According to the results of a third-quarter survey conducted on Sept. 20-23, which were released last week by Social Weather Stations, the President’s satisfaction rating has plunged by 15 points—the biggest slump it suffered for the year during a season of political turbulence sparked by toxic charges of corruption in the disbursement of legislators’ pork barrel to finance public improvement projects.
The plunge came at the height of the Moro National Liberation Front’s siege in Zamboanga City and the controversy over the pork barrel scam.
The survey results showed that the President’s net satisfaction rating (the difference between the number of those satisfied and those dissatisfied) dropped to +49 in September, down from +64 in June, and from +59 in March. His net satisfaction rating was gutted in all areas nationwide and in all socioeconomic groups, indicating the scale and sweep of public disaffection that has hit the administration midway in its six-year term.
Most disturbing was the 26-point plunge in the Visayas, from +74 in June to +48 (one point lower than the national average). The President’s rating also fell eight points to +38 in the National Capital Region, and 15 points to +52 for the rest of Luzon; Mindanao was +52, with a six-point drop. In the 2010 presidential election, Mr. Aquino polled close to a million votes in Cebu. Commission on Elections figures show that Cebu province had the largest number of people (1.8 million) who voted in 2010, while the Visayas accounted for more than eight million voters in 2010, or 21 percent of the total voters. In the September SWS survey, it appeared that the Visayas, especially Cebu, was leading in the erosion of the President’s popularity.
In the rural areas, where poverty is widespread, Mr. Aquino’s net rating slumped 18 points (higher than the national score) from +70 in June to +52 in September. On the other hand, his rating in urban areas (where the middle class predominates), dropped to +47 from +57 in June. It was among the class E respondents (the poorest sector), where Mr. Aquino’s popularity received the worst beating: It dropped 29 points, to +39 from +68 in June.
This gloomy picture of a shrinking national constituency, from the rich to the poorest, sent shock waves to the administration, pushing it into a near-panic mode in searching for explanations of what went wrong.
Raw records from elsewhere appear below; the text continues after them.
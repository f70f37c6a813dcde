//! LLM context types and prompt assembly for turn generation.
//!
//! These DTOs carry everything one turn needs into the prompt builder.
//! They are owned by the engine (not the domain) so the domain stays
//! free of prompt formatting concerns.

use serde_json::{Map, Value};

use worldarch_domain::{Entity, Mode, Presence, SceneManifest};

use crate::infrastructure::ports::{ChatMessage, LlmRequest};
use crate::prompt_templates::{self, keys};

/// One prior exchange shown to the LLM as conversation history.
#[derive(Debug, Clone)]
pub struct HistoryTurn {
    pub player_input: String,
    pub narrative: String,
}

/// Everything needed to build the prompt for one turn.
#[derive(Debug, Clone)]
pub struct TurnPromptRequest {
    pub mode: Mode,
    pub player_input: String,
    /// Persistent campaign state, sent in full so the LLM sees the
    /// current world rather than a diff.
    pub state_fields: Map<String, Value>,
    pub entities: Vec<Entity>,
    pub manifest: SceneManifest,
    /// Oldest first.
    pub history: Vec<HistoryTurn>,
}

/// Build the system prompt for a turn.
pub fn build_system_prompt(request: &TurnPromptRequest) -> String {
    let mut prompt = String::new();

    prompt.push_str(&prompt_templates::resolve(keys::TURN_SYSTEM_PROMPT));
    prompt.push_str("\n\n");

    match request.mode {
        Mode::Story => {}
        Mode::Dm => {
            prompt.push_str(&prompt_templates::resolve(keys::MODE_DM_INSTRUCTIONS));
            prompt.push_str("\n\n");
        }
        Mode::God => {
            prompt.push_str(&prompt_templates::resolve(keys::MODE_GOD_INSTRUCTIONS));
            prompt.push_str("\n\n");
        }
    }

    if !request.state_fields.is_empty() {
        prompt.push_str("=== CURRENT WORLD STATE ===\n");
        let state = Value::Object(request.state_fields.clone());
        prompt.push_str(&serde_json::to_string_pretty(&state).unwrap_or_default());
        prompt.push_str("\n\n");
    }

    let visible: Vec<&Entity> = request
        .entities
        .iter()
        .filter(|e| e.presence.requires_mention())
        .collect();
    if !visible.is_empty() {
        prompt.push_str("=== ENTITIES IN PLAY ===\n");
        for entity in &visible {
            prompt.push_str(&format!("- {} ({})", entity.display_name, entity.id));
            if !entity.aliases.is_empty() {
                prompt.push_str(&format!(", also called {}", entity.aliases.join(", ")));
            }
            prompt.push('\n');
        }
        prompt.push('\n');
    }

    let offstage: Vec<&Entity> = request
        .entities
        .iter()
        .filter(|e| !e.presence.requires_mention())
        .collect();
    if !offstage.is_empty() {
        prompt.push_str("=== OFFSTAGE (do not reveal unless the story uncovers them) ===\n");
        for entity in &offstage {
            prompt.push_str(&format!(
                "- {} ({}): {}\n",
                entity.display_name,
                entity.id,
                presence_label(entity.presence)
            ));
        }
        prompt.push('\n');
    }

    if !request.manifest.required.is_empty() {
        let ids: Vec<String> = request
            .manifest
            .required
            .iter()
            .map(|id| id.to_string())
            .collect();
        prompt.push_str(&format!(
            "REQUIRED THIS SCENE: every visible entity in [{}] must appear in the narrative.\n\n",
            ids.join(", ")
        ));
    }

    prompt.push_str(&prompt_templates::resolve(keys::TURN_STATE_RULES));
    prompt.push_str("\n\n");
    prompt.push_str(&prompt_templates::resolve(keys::TURN_RESPONSE_FORMAT));

    prompt
}

fn presence_label(presence: Presence) -> &'static str {
    match presence {
        Presence::Visible => "visible",
        Presence::Hidden => "hidden from the player",
        Presence::Invisible => "invisible",
        Presence::Unconscious => "unconscious",
    }
}

/// Build the message list, history first, current input last.
pub fn build_messages(request: &TurnPromptRequest) -> Vec<ChatMessage> {
    let mut messages = Vec::with_capacity(request.history.len() * 2 + 1);

    for turn in &request.history {
        messages.push(ChatMessage::user(turn.player_input.clone()));
        messages.push(ChatMessage::assistant(turn.narrative.clone()));
    }

    messages.push(ChatMessage::user(request.player_input.clone()));

    messages
}

/// Assemble the full outbound request for one turn.
pub fn build_turn_prompt(request: &TurnPromptRequest) -> LlmRequest {
    LlmRequest::new(build_messages(request)).with_system_prompt(build_system_prompt(request))
}

#[cfg(test)]
mod tests {
    use super::*;
    use worldarch_domain::{EntityId, EntityKind};

    use crate::infrastructure::ports::MessageRole;

    fn base_request() -> TurnPromptRequest {
        TurnPromptRequest {
            mode: Mode::Story,
            player_input: "I open the door.".to_string(),
            state_fields: Map::new(),
            entities: Vec::new(),
            manifest: SceneManifest::default(),
            history: Vec::new(),
        }
    }

    #[test]
    fn test_system_prompt_carries_response_format() {
        let prompt = build_system_prompt(&base_request());
        assert!(prompt.contains("\"narrative\""));
        assert!(prompt.contains("__DELETE__"));
    }

    #[test]
    fn test_hidden_entities_listed_offstage() {
        let mut request = base_request();
        let vex = Entity::new(
            EntityId::new(EntityKind::Npc, "vex", 1).expect("valid id"),
            "Vex",
        )
        .with_presence(Presence::Hidden);
        request.entities.push(vex);

        let prompt = build_system_prompt(&request);
        assert!(prompt.contains("OFFSTAGE"));
        assert!(prompt.contains("hidden from the player"));
        assert!(!prompt.contains("ENTITIES IN PLAY"));
    }

    #[test]
    fn test_god_mode_swaps_instructions() {
        let mut request = base_request();
        request.mode = Mode::God;

        let prompt = build_system_prompt(&request);
        assert!(prompt.contains("god_mode_response"));
    }

    #[test]
    fn test_messages_interleave_history() {
        let mut request = base_request();
        request.history.push(HistoryTurn {
            player_input: "I look around.".to_string(),
            narrative: "The hall is empty.".to_string(),
        });

        let messages = build_messages(&request);
        assert_eq!(messages.len(), 3);
        assert_eq!(messages[0].role, MessageRole::User);
        assert_eq!(messages[1].role, MessageRole::Assistant);
        assert_eq!(messages[2].content, "I open the door.");
    }
}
For a President whose most valuable political asset has been his consistently high popularity ratings (until last month), the across-the-board erosion of this political capital signaled the beginning of the end of the era of a Teflon presidency immune from criticism from a largely laudatory press and a fragile and coopted opposition.
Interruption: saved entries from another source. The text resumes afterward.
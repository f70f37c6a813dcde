//! Resilient LLM client wrapper with exponential backoff retry
//!
//! Wraps any LlmPort implementation with retry logic to handle transient failures.

use async_trait::async_trait;
use rand::Rng;
use std::sync::Arc;
use std::time::Duration;

use crate::infrastructure::ports::{LlmError, LlmPort, LlmRequest, LlmResponse};

/// Configuration for retry behavior
#[derive(Debug, Clone)]
pub struct RetryConfig {
    /// Maximum number of retry attempts (0 = no retries, just the initial attempt)
    pub max_retries: u32,
    /// Base delay in milliseconds before first retry
    pub base_delay_ms: u64,
    /// Maximum delay in milliseconds (caps exponential growth)
    pub max_delay_ms: u64,
    /// Jitter factor (0.0-1.0) for randomizing delays to prevent thundering herd
    pub jitter_factor: f64,
}

impl Default for RetryConfig {
    fn default() -> Self {
        Self {
            max_retries: 3,
            base_delay_ms: 1000,
            max_delay_ms: 30000,
            jitter_factor: 0.2,
        }
    }
}

/// Wrapper that adds retry logic to any LLM client
pub struct ResilientLlmClient {
    inner: Arc<dyn LlmPort>,
    config: RetryConfig,
}

impl ResilientLlmClient {
    /// Create a new resilient wrapper around an existing LLM client
    pub fn new(inner: Arc<dyn LlmPort>, config: RetryConfig) -> Self {
        Self { inner, config }
    }

    /// Calculate delay for a given attempt number using exponential backoff with jitter
    fn calculate_delay(&self, attempt: u32) -> u64 {
        let base = self.config.base_delay_ms;
        // Exponential: base * 2^(attempt-1)
        let exponential = base.saturating_mul(2u64.saturating_pow(attempt.saturating_sub(1)));
        let capped = exponential.min(self.config.max_delay_ms);

        // Add jitter: ±jitter_factor around the delay
        let jitter_range = (capped as f64 * self.config.jitter_factor) as i64;
        if jitter_range > 0 {
            let jitter = rand::thread_rng().gen_range(-jitter_range..=jitter_range);
            (capped as i64 + jitter).max(0) as u64
        } else {
            capped
        }
    }

    /// Determine if an error is retryable
    fn is_retryable(error: &LlmError) -> bool {
        match error {
            // Network/request failures are typically transient
            LlmError::RequestFailed(msg) => {
                // Don't retry on auth errors or bad requests
                !msg.contains("401")
                    && !msg.contains("403")
                    && !msg.contains("400")
                    && !msg.contains("API_KEY")
            }
            // Invalid response could be transient (malformed response due to network issues)
            LlmError::InvalidResponse(_) => true,
        }
    }

    async fn execute_with_retry<F, Fut>(
        &self,
        operation_name: &str,
        operation: F,
    ) -> Result<LlmResponse, LlmError>
    where
        F: Fn() -> Fut,
        Fut: std::future::Future<Output = Result<LlmResponse, LlmError>>,
    {
        let mut last_error = None;

        for attempt in 0..=self.config.max_retries {
            match operation().await {
                Ok(response) => {
                    if attempt > 0 {
                        tracing::info!(
                            attempt = attempt + 1,
                            operation = operation_name,
                            "LLM request succeeded after retry"
                        );
                    }
                    return Ok(response);
                }
                Err(e) => {
                    let is_retryable = Self::is_retryable(&e);

                    if attempt < self.config.max_retries && is_retryable {
                        let delay = self.calculate_delay(attempt + 1);
                        tracing::warn!(
                            attempt = attempt + 1,
                            max_retries = self.config.max_retries,
                            delay_ms = delay,
                            error = %e,
                            operation = operation_name,
                            "LLM request failed, retrying..."
                        );
                        tokio::time::sleep(Duration::from_millis(delay)).await;
                    } else if !is_retryable {
                        tracing::error!(
                            error = %e,
                            operation = operation_name,
                            "LLM request failed with non-retryable error"
                        );
                        return Err(e);
                    }

                    last_error = Some(e);
                }
            }
        }

        let error =
            last_error.unwrap_or_else(|| LlmError::RequestFailed("Unknown error".to_string()));
        tracing::error!(
            attempts = self.config.max_retries + 1,
            error = %error,
            operation = operation_name,
            "LLM request failed after all retry attempts"
        );
        Err(error)
    }
}

#[async_trait]
impl LlmPort for ResilientLlmClient {
    async fn generate(&self, request: LlmRequest) -> Result<LlmResponse, LlmError> {
        // Clone the inner Arc and request for the retry closure
        let inner = Arc::clone(&self.inner);
        self.execute_with_retry("generate", || {
            let inner = Arc::clone(&inner);
            let request = request.clone();
            async move { inner.generate(request).await }
        })
        .await
    }
}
The opinion surveys tell us that, first, the administration has entered a period of discontent and smoldering political unrest, and second, street protesters (such as those who made up the Aug. 26 Million People March at the Luneta) are outraged over the President’s duplicitous stand on their demand for the total abolition of the pork barrel (not only of Congress but also of his huge patronage chest). The streets are in ferment again, as they were in February 1986. The protesters are denouncing the pork barrel as the parent of corruption feeding on taxpayer money.
The President claims that he has ordered the abolition of the PDAF (Priority Development Assistance Fund), yet there is still the DAP (Disbursement Acceleration Program), a scheme that increased the pork barrel allocations of lawmakers by a total of P12.8 billion in 2011 and 2012 (during Mr. Aquino’s watch). According to the Inquirer reports, the PDAF amounted to P24.8 billion in those two years, and to P24.79 billion this year. Next year’s P25.2-billion allocation and Vice President Jejomar Binay’s P200-million pork barrel were distributed to six different agencies, according to the version of the general appropriations bill passed at the House of Representatives on second reading.
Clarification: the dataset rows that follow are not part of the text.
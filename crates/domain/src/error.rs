//! Errors raised by domain operations.
//!
//! One shared enum so adapters and use cases handle domain failures
//! uniformly instead of each layer inventing string errors.

use thiserror::Error;

/// Unified error type for domain operations
#[derive(Debug, Error, Clone)]
pub enum DomainError {
    /// Validation failed (e.g., invalid field values)
    #[error("Validation failed: {0}")]
    Validation(String),

    /// Invalid ID format
    #[error("Invalid ID format: {0}")]
    InvalidId(String),

    /// Entity not found
    #[error("Entity not found: {entity_type} with id {id}")]
    NotFound {
        entity_type: &'static str,
        id: String,
    },

    /// Parse error (for value objects)
    #[error("Parse error: {0}")]
    Parse(String),
}

impl DomainError {
    pub fn validation(msg: impl Into<String>) -> Self {
        Self::Validation(msg.into())
    }

    pub fn invalid_id(msg: impl Into<String>) -> Self {
        Self::InvalidId(msg.into())
    }

    pub fn not_found(entity_type: &'static str, id: impl Into<String>) -> Self {
        Self::NotFound {
            entity_type,
            id: id.into(),
        }
    }
}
The administration-controlled House realigned the PDAF in response to public outrage over the alleged misuse of public funds and the public demand to scrap all lump-sum appropriations in the national budget. In this realignment, the President emerged with even more expanded powers and resources to disburse patronage funds, undermining the constitutional provision that the legislature holds the power of the purse. The administration has justified the DAP as “a stimulus … designed to fast-track public spending and push economic growth.” This realignment of funds is a shell game that has enabled the President to defy mounting public pressure to abolish the pork barrel system. This trickery has fanned the flames of public outrage, as reflected in the steep drop of the President’s satisfaction rating, which threatens to become an irreversible free fall.
In his double talk, the President is playing a dangerous brinkmanship game which can wipe out his legitimacy and authority to govern effectively. For the first time, the people are holding him accountable for blocking the dismantling of the graft-ridden pork barrel system.
His popularity has sunk into a deep hole from which it is extremely hard to extricate himself. He faces this dilemma: Either he gets rid of the curse of the pork, or he perishes with it.